Time was very much against them.
Yet they could not leave. Not yet. Not without completing what they had come here to do — in this cemetery that wasn’t even on their path to begin with.
The blackened Jian still gripped firmly in his right hand, Dylan turned away from the Guardian’s silent corpse. His gaze swept over the nearby field, where the weapons of fallen heroes stood planted in the earth like living headstones.
Chipped swords, massive axes, spears with splintered shafts... They glimmered faintly beneath the newborn sun, mute sentinels of forgotten legends. But his eyes did not linger on them. They searched for something specific, something that belonged to the weapon he now carried.

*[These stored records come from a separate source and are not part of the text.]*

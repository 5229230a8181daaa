//! Bitmap assets
//!
//! Decodes uncompressed 32-bit BMP files into arena-owned pixels in the
//! framebuffer's own format: gamma encoded, premultiplied alpha, 0xRRGGBBAA,
//! top row first in memory. The bitmap lives exactly as long as its arena.

use std::fmt;
use std::fs;
use std::io;
use std::path::Path;

use crate::display::{pack_rgba, GammaTables};
use crate::memory::{Arena, ArenaError, ArenaSlice};

const FILE_HEADER_SIZE: usize = 14;
const INFO_HEADER_MIN_SIZE: usize = 40;

const BI_RGB: u32 = 0;
const BI_BITFIELDS: u32 = 3;

/// Channel masks of a 32-bit BI_RGB pixel: bytes B, G, R, A in file order
const DEFAULT_MASKS: ChannelMasks = ChannelMasks {
    red: 0x00FF_0000,
    green: 0x0000_FF00,
    blue: 0x0000_00FF,
    alpha: 0xFF00_0000,
};

#[derive(Debug)]
pub enum BitmapError {
    Io(io::Error),
    /// The file ends before its headers or pixel data do
    Truncated,
    /// Missing "BM" signature or nonsensical dimensions
    NotBitmap,
    UnsupportedDepth(u16),
    UnsupportedCompression(u32),
    Arena(ArenaError),
}

impl fmt::Display for BitmapError {
    fn fmt(&self, f: &mut fmt::Formatter<'_>) -> fmt::Result {
        match self {
            BitmapError::Io(e) => write!(f, "bitmap i/o error: {}", e),
            BitmapError::Truncated => write!(f, "bitmap data is truncated"),
            BitmapError::NotBitmap => write!(f, "not a bitmap file"),
            BitmapError::UnsupportedDepth(bpp) => {
                write!(f, "unsupported bitmap depth: {} bits per pixel (need 32)", bpp)
            },
            BitmapError::UnsupportedCompression(c) => {
                write!(f, "unsupported bitmap compression: {}", c)
            },
            BitmapError::Arena(e) => write!(f, "no room for bitmap: {}", e),
        }
    }
}

impl std::error::Error for BitmapError {
    fn source(&self) -> Option<&(dyn std::error::Error + 'static)> {
        match self {
            BitmapError::Io(e) => Some(e),
            BitmapError::Arena(e) => Some(e),
            _ => None,
        }
    }
}

impl From<io::Error> for BitmapError {
    fn from(e: io::Error) -> Self {
        BitmapError::Io(e)
    }
}

impl From<ArenaError> for BitmapError {
    fn from(e: ArenaError) -> Self {
        BitmapError::Arena(e)
    }
}

/// Decoded image; pixels are resolved through the arena that owns them
#[derive(Debug, Clone, Copy, PartialEq)]
pub struct Bitmap {
    width: u32,
    height: u32,
    pixels: ArenaSlice<u32>,
}

impl Bitmap {
    /// Wrap pixels already laid out top row first, `width * height` long
    pub fn from_parts(width: u32, height: u32, pixels: ArenaSlice<u32>) -> Self {
        debug_assert_eq!(pixels.len(), width as usize * height as usize);
        Self {
            width,
            height,
            pixels,
        }
    }

    #[inline]
    pub fn width(&self) -> u32 {
        self.width
    }

    #[inline]
    pub fn height(&self) -> u32 {
        self.height
    }

    #[inline]
    pub fn pixels(&self) -> ArenaSlice<u32> {
        self.pixels
    }
}

#[derive(Debug, Clone, Copy)]
struct ChannelMasks {
    red: u32,
    green: u32,
    blue: u32,
    alpha: u32,
}

/// Extract a masked channel and rescale it to 8 bits
#[inline]
fn channel(pixel: u32, mask: u32) -> u8 {
    if mask == 0 {
        return 0;
    }
    let max = u64::from(mask >> mask.trailing_zeros());
    let value = u64::from((pixel & mask) >> mask.trailing_zeros());
    ((value * 255 + max / 2) / max) as u8
}

fn read_u16(bytes: &[u8], at: usize) -> Result<u16, BitmapError> {
    bytes
        .get(at..at + 2)
        .map(|b| u16::from_le_bytes([b[0], b[1]]))
        .ok_or(BitmapError::Truncated)
}

fn read_u32(bytes: &[u8], at: usize) -> Result<u32, BitmapError> {
    bytes
        .get(at..at + 4)
        .map(|b| u32::from_le_bytes([b[0], b[1], b[2], b[3]]))
        .ok_or(BitmapError::Truncated)
}

fn read_i32(bytes: &[u8], at: usize) -> Result<i32, BitmapError> {
    read_u32(bytes, at).map(|v| v as i32)
}

/// Decode an in-memory BMP file into `arena`.
///
/// Only 32 bits per pixel are accepted, uncompressed (`BI_RGB`) or with
/// explicit channel masks (`BI_BITFIELDS`). Files whose alpha channel is
/// entirely zero are treated as opaque, since many writers leave it unset.
pub fn decode_bitmap(
    arena: &mut Arena,
    gamma: &GammaTables,
    bytes: &[u8],
) -> Result<Bitmap, BitmapError> {
    if bytes.len() < 2 {
        return Err(BitmapError::Truncated);
    }
    if &bytes[..2] != b"BM" {
        return Err(BitmapError::NotBitmap);
    }

    let data_offset = read_u32(bytes, 10)? as usize;
    let header_size = read_u32(bytes, FILE_HEADER_SIZE)? as usize;
    if header_size < INFO_HEADER_MIN_SIZE {
        return Err(BitmapError::NotBitmap);
    }

    let width = read_i32(bytes, 18)?;
    let height = read_i32(bytes, 22)?;
    let bits_per_pixel = read_u16(bytes, 28)?;
    let compression = read_u32(bytes, 30)?;

    if bits_per_pixel != 32 {
        return Err(BitmapError::UnsupportedDepth(bits_per_pixel));
    }

    let masks = match compression {
        BI_RGB => DEFAULT_MASKS,
        BI_BITFIELDS => {
            let at = FILE_HEADER_SIZE + INFO_HEADER_MIN_SIZE;
            ChannelMasks {
                red: read_u32(bytes, at)?,
                green: read_u32(bytes, at + 4)?,
                blue: read_u32(bytes, at + 8)?,
                // Plain 40-byte headers carry no alpha mask
                alpha: if header_size >= INFO_HEADER_MIN_SIZE + 16 {
                    read_u32(bytes, at + 12)?
                } else {
                    0
                },
            }
        },
        other => return Err(BitmapError::UnsupportedCompression(other)),
    };

    if width <= 0 || height == 0 {
        return Err(BitmapError::NotBitmap);
    }
    let width = width.unsigned_abs();
    // Positive height: rows stored bottom row first
    let bottom_up = height > 0;
    let height = height.unsigned_abs();

    let count = (width as usize)
        .checked_mul(height as usize)
        .ok_or(BitmapError::NotBitmap)?;
    let data = count
        .checked_mul(4)
        .and_then(|len| data_offset.checked_add(len))
        .and_then(|end| bytes.get(data_offset..end))
        .ok_or(BitmapError::Truncated)?;

    let source: Vec<u32> = data
        .chunks_exact(4)
        .map(|b| u32::from_le_bytes([b[0], b[1], b[2], b[3]]))
        .collect();
    let has_alpha = masks.alpha != 0 && source.iter().any(|&p| p & masks.alpha != 0);

    let slice = arena.push_slice::<u32>(count)?;
    let name = arena.name();
    let Some(pixels) = arena.get_mut(slice) else {
        return Err(BitmapError::Arena(ArenaError::OutOfMemory {
            arena: name,
            requested: count * 4,
            remaining: 0,
        }));
    };

    let row_len = width as usize;
    for (row, src_row) in source.chunks_exact(row_len).enumerate() {
        let dst_row = if bottom_up {
            height as usize - 1 - row
        } else {
            row
        };
        let dst = &mut pixels[dst_row * row_len..(dst_row + 1) * row_len];
        for (out, &px) in dst.iter_mut().zip(src_row) {
            let a = if has_alpha { channel(px, masks.alpha) } else { 255 };
            let coverage = f32::from(a) / 255.0;
            let premultiply = |c: u8| gamma.encode_linear(gamma.decode(c) * coverage);
            *out = pack_rgba(
                premultiply(channel(px, masks.red)),
                premultiply(channel(px, masks.green)),
                premultiply(channel(px, masks.blue)),
                a,
            );
        }
    }

    Ok(Bitmap::from_parts(width, height, slice))
}

/// Read and decode a BMP file into `arena`
pub fn load_bitmap(
    arena: &mut Arena,
    gamma: &GammaTables,
    path: impl AsRef<Path>,
) -> Result<Bitmap, BitmapError> {
    let path = path.as_ref();
    let bytes = fs::read(path)?;
    let bitmap = decode_bitmap(arena, gamma, &bytes)?;
    log::info!(
        "loaded bitmap {} ({}x{})",
        path.display(),
        bitmap.width(),
        bitmap.height()
    );
    Ok(bitmap)
}
//! Game lifecycle and the per-frame driver
//!
//! A host (the SDL binary, or a test) owns an `App`, feeds it one `Input`
//! per frame and presents the framebuffer it hands back. The app decides
//! when the transient arena is recycled: at the start of every frame, before
//! the game runs.

use std::error::Error;
use std::fmt;

use crate::config::Config;
use crate::display::PixelBuffer;
use crate::input::Input;
use crate::memory::{ArenaError, GameMemory};

/// What a game exposes to the framework
pub trait Game {
    /// Game name for logs
    fn name(&self) -> &str;

    /// Adjust the configuration before any window or memory exists
    fn configure(&self, _config: &mut Config) {}

    /// One-time setup after both arenas are allocated
    fn init(&mut self, memory: &mut GameMemory) -> Result<(), Box<dyn Error>>;

    /// Advance one frame and draw it into `framebuffer`
    fn update_and_render(
        &mut self,
        memory: &mut GameMemory,
        input: &Input,
        framebuffer: &mut PixelBuffer,
    );
}

#[derive(Debug)]
pub enum AppError {
    /// A zero-sized window leaves nothing to draw into
    InvalidWindow { width: u32, height: u32 },
    /// The configured arenas could not be allocated
    Memory(ArenaError),
    Init(Box<dyn Error>),
}

impl fmt::Display for AppError {
    fn fmt(&self, f: &mut fmt::Formatter<'_>) -> fmt::Result {
        match self {
            AppError::InvalidWindow { width, height } => {
                write!(f, "invalid window size {}x{}", width, height)
            },
            AppError::Memory(e) => write!(f, "{}", e),
            AppError::Init(e) => write!(f, "game init failed: {}", e),
        }
    }
}

impl Error for AppError {
    fn source(&self) -> Option<&(dyn Error + 'static)> {
        match self {
            AppError::Init(e) => Some(e.as_ref()),
            AppError::Memory(e) => Some(e),
            AppError::InvalidWindow { .. } => None,
        }
    }
}

/// Resolve a game's configuration from the defaults
pub fn configure<G: Game>(game: &G) -> Config {
    let mut config = Config::default();
    game.configure(&mut config);
    config
}

pub struct App<G: Game> {
    config: Config,
    memory: GameMemory,
    framebuffer: PixelBuffer,
    game: G,
    frame_count: u64,
}

impl<G: Game> App<G> {
    /// Build with the configuration the game asks for
    pub fn new(game: G) -> Result<Self, AppError> {
        let config = configure(&game);
        Self::with_config(game, config)
    }

    /// Build with an explicit configuration, e.g. one overlaid from a file
    pub fn with_config(mut game: G, config: Config) -> Result<Self, AppError> {
        let (width, height) = (config.window.width, config.window.height);
        if width == 0 || height == 0 {
            return Err(AppError::InvalidWindow { width, height });
        }

        let mut memory =
            GameMemory::new(config.permanent_memory_size, config.transient_memory_size)
                .map_err(AppError::Memory)?;
        log::info!(
            "{}: {}x{}, permanent arena {} bytes, transient arena {} bytes",
            game.name(),
            width,
            height,
            memory.permanent.size(),
            memory.transient.size()
        );

        game.init(&mut memory).map_err(AppError::Init)?;
        log::debug!("permanent arena after init: {} bytes used", memory.permanent.used());

        Ok(Self {
            config,
            memory,
            framebuffer: PixelBuffer::with_size(width, height),
            game,
            frame_count: 0,
        })
    }

    /// Run one frame: recycle scratch memory, then update and draw
    pub fn frame(&mut self, input: &Input) -> &PixelBuffer {
        self.memory.transient.reset();
        self.game
            .update_and_render(&mut self.memory, input, &mut self.framebuffer);
        self.frame_count += 1;
        &self.framebuffer
    }

    pub fn config(&self) -> &Config {
        &self.config
    }

    pub fn framebuffer(&self) -> &PixelBuffer {
        &self.framebuffer
    }

    pub fn memory(&self) -> &GameMemory {
        &self.memory
    }

    pub fn game(&self) -> &G {
        &self.game
    }

    pub fn game_mut(&mut self) -> &mut G {
        &mut self.game
    }

    pub fn frame_count(&self) -> u64 {
        self.frame_count
    }
}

He found it near a pile of stones, half-buried under dead leaves and the dust of battle: a scabbard. Plain, unadorned, made of leather blackened by time and weather — almost as dark as the blade itself. He approached, crouching with a slowness that betrayed the lingering ache in his muscles and the echo of the wound now closed. His fingers brushed the rough leather, then closed around it. A shiver ran through the Jian in his hand, like a silent recognition.
With surprising delicacy, almost ceremoniously, he slid the blade into its sheath. The black metal slid in soundlessly, fitting perfectly into the shape meant for it. The vibration ceased, replaced by a deep calm, a quiet peace. The weight in his hand shifted: no longer a threatening weapon, but a sacred legacy.
He walked to a flat rock, spared by the melee, and sat down heavily. Resting the sheathed sword on his lap, he contemplated it for a long moment. Then, in a gesture both instinctive and intimate, he lifted it and pressed it to his chest. He bowed his head, his cracked lips brushing the aged leather near the hilt. It wasn’t a passionate kiss — it was an act of devotion, of deep gratitude, of recognition for the weapon that had sealed the Lady’s fate and saved the three of them.
Like a child clutching a rediscovered treasure, he held it tight, refusing to let go, eyes closed, breathing in the scent of leather and earth. The outside world, the threats, the painful memories, seemed to recede for a moment.
Across the clearing, a muffled groan broke the silence. Maggie stirred. Her eyelids fluttered heavily before opening onto the grey-blue morning sky. Confusion showed first in her glassy gaze, then pain — a dull, pervasive pain, no longer sharp but everywhere.
Her hand instinctively reached toward her side, where the gaping wound had once devoured her life. She found only smooth skin, taut and marked by a thin red line still tender to the touch. Surprise colored her pale face, and her eyes began to search.